#### DIRECTIONS:
Line count for the string "HashSet" in the records below: report that figure and nothing else.

[[ RECORD SET, beginning ]]

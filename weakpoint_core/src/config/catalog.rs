//! Known ids that definitions may refer to

use std::collections::HashSet;

/// Lookup of ids owned by other subsystems
///
/// Loaders consult this so a typo in a definition fails at load time
/// instead of silently never matching.
pub trait DefinitionCatalog {
    fn has_proficiency(&self, id: &str) -> bool;
    fn has_effect(&self, id: &str) -> bool;
}

/// Set-backed catalog
#[derive(Debug, Clone, Default)]
pub struct IdCatalog {
    proficiencies: HashSet<String>,
    effects: HashSet<String>,
}

impl IdCatalog {
    pub fn new() -> Self {
        Self::default()
    }

    pub fn with_proficiencies<I, S>(mut self, ids: I) -> Self
    where
        I: IntoIterator<Item = S>,
        S: Into<String>,
    {
        self.proficiencies.extend(ids.into_iter().map(Into::into));
        self
    }

    pub fn with_effects<I, S>(mut self, ids: I) -> Self
    where
        I: IntoIterator<Item = S>,
        S: Into<String>,
    {
        self.effects.extend(ids.into_iter().map(Into::into));
        self
    }
}

impl DefinitionCatalog for IdCatalog {
    fn has_proficiency(&self, id: &str) -> bool {
        self.proficiencies.contains(id)
    }

    fn has_effect(&self, id: &str) -> bool {
        self.effects.contains(id)
    }
}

[[ RECORD SET, end ]]

#### EXERCISE ANSWER:
3